2. Belediyenin onaylı imar yönetmeliği var, bu durumda öncelikle PAİY mi yoksa belediye imar yönetmeliği mi uygulanmalıdır?

İdarelerin imar yönetmelikleri uygulama imar planında aksine bir hüküm yok ise öncelikle uygulanması gereken yasal belgedir. Bir başka deyişle PAİY de yer alan değiştirilemeyen hükümler konusu saklı kalmak kaydıyla kural sıralaması şöyledir; 

1- İmar planı, hükümleri ve açıklama raporu, 

2- İdarenin imar yönetmeliği, 

3- Her ikisinde de yasaklayıcı ya da açıklayıcı bir husus yok ise PAİY kullanılmalıdır.

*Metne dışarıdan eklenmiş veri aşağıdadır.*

use std::collections::HashMap;

use crate::engines::engine_trait::{EntryEngine, EntrySignal};
use crate::indicators::SnapshotValue;
use crate::tick::Tick;

/// Never requests an entry. Useful for warmup-only dry runs or configs
/// that want metrics and predicates evaluated without any live trading.
#[derive(Debug, Default)]
pub struct StubEngine;

impl EntryEngine for StubEngine {
    fn evaluate(
        &mut self,
        _tick: &Tick,
        _snapshot: &HashMap<String, SnapshotValue>,
    ) -> Option<EntrySignal> {
        None
    }
}

#[cfg(test)]
mod tests {
    use super::*;

    #[test]
    fn never_signals() {
        let mut e = StubEngine;
        let tick = Tick::new(0, 0.0, 1.0, 1.0);
        assert!(e.evaluate(&tick, &HashMap::new()).is_none());
    }
}
use std::collections::HashMap;

use crate::error::ConfigError;
use crate::indicators::metric_trait::{qualify, Metric, SnapshotValue};
use crate::primitives::{Ewma, TimeWeightedHistogram};
use crate::tick::Tick;

/// Realized log-return volatility: a power-2 EWMA of log returns, plus its
/// percentile rank against a rolling histogram of its own recent values.
pub struct EwmaVol {
    name: String,
    ewma: Ewma,
    histogram: TimeWeightedHistogram,
    prev_mid: Option<f64>,
    prev_t: Option<f64>,
    vol_ewma: f64,
    vol_percentile: f64,
}

impl EwmaVol {
    #[allow(clippy::too_many_arguments)]
    pub fn new(
        name: impl Into<String>,
        tau: f64,
        percentile_horizon_seconds: f64,
        bins: usize,
        base_vol: f64,
        stddev_cap: f64,
    ) -> Result<Self, ConfigError> {
        if tau <= 0.0 {
            return Err(ConfigError::NotPositive { param: "tau", value: tau });
        }
        if percentile_horizon_seconds <= 0.0 {
            return Err(ConfigError::NotPositive {
                param: "percentile_horizon_seconds",
                value: percentile_horizon_seconds,
            });
        }
        if bins < 2 {
            return Err(ConfigError::TooFewBins(bins));
        }
        if base_vol <= 0.0 {
            return Err(ConfigError::NotPositive { param: "base_vol", value: base_vol });
        }
        if stddev_cap <= 0.0 {
            return Err(ConfigError::NotPositive {
                param: "stddev_cap",
                value: stddev_cap,
            });
        }
        let hi = (stddev_cap * base_vol).powi(2);
        let edges: Vec<f64> = (0..=bins).map(|i| hi * i as f64 / bins as f64).collect();
        Ok(Self {
            name: name.into(),
            ewma: Ewma::new(tau, 2),
            histogram: TimeWeightedHistogram::new(edges, percentile_horizon_seconds),
            prev_mid: None,
            prev_t: None,
            vol_ewma: 0.0,
            vol_percentile: f64::NAN,
        })
    }
}

impl Metric for EwmaVol {
    fn name(&self) -> &str {
        &self.name
    }

    fn update(&mut self, tick: &Tick) {
        let t = tick.timestamp;
        let r = match self.prev_mid {
            Some(prev) if prev > 0.0 && tick.mid > 0.0 => (tick.mid / prev).ln(),
            _ => 0.0,
        };

        if self.prev_t.is_none() {
            // First tick only seeds prev_mid/prev_t; no histogram event yet.
            self.prev_mid = Some(tick.mid);
            self.prev_t = Some(t);
            return;
        }

        self.vol_ewma = self.ewma.update(t, r);
        let prev_t = self.prev_t.unwrap();
        self.histogram.add(prev_t, t, self.vol_ewma);
        self.histogram.trim(t);
        self.vol_percentile = self.histogram.percentile_rank(self.vol_ewma);

        self.prev_mid = Some(tick.mid);
        self.prev_t = Some(t);
    }

    fn snapshot(&self, out: &mut HashMap<String, SnapshotValue>) {
        out.insert(
            qualify(&self.name, "vol_ewma"),
            SnapshotValue::Number(self.vol_ewma),
        );
        out.insert(
            qualify(&self.name, "vol_percentile"),
            SnapshotValue::Number(self.vol_percentile),
        );
    }
}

Bilindiği üzere; PAİY de 69 uncu maddede yer alan değiştirilemeyen hükümler dışında kalan konularda beldenin tarihi ve yöresel şartlarını gözeten konularda Bakanlık onayına sunulmak üzere büyükşehir belediyeleri ve il belediyeleri 5393 sayılı Kanunun 15’inci ve 18’inci maddelerine istinaden yetkilerini kullanarak il sınırları içerisindeki yetki alanlarında uygulamak üzere imar yönetmeliklerini hazırlayıp meclis kararı alabilir ve Bakanlığın onayı üzerine de uygulayabilir. Hazırlanan yönetmelik Bakanlıkça onaylanmadan “meclis kararı alındı nasıl olsa” denilerek uygulamaya geçilemez. Bakanlığın onayı süreci içerisinde PAİY uygulanır.

Bu konudaki detay bilgiye ilgili mevzuatı ile “ÜNAL, A. (2022) Belediyelerde İmar ve Parselasyon Planlarının Yönetimi” isimli kitaptan faydalanılabilir[1].

3. Bakanlıkça Belirlenen Alanlarda İmar Planlaması ve Uygulamaları Konusunda Yetki Hangi İdarededir?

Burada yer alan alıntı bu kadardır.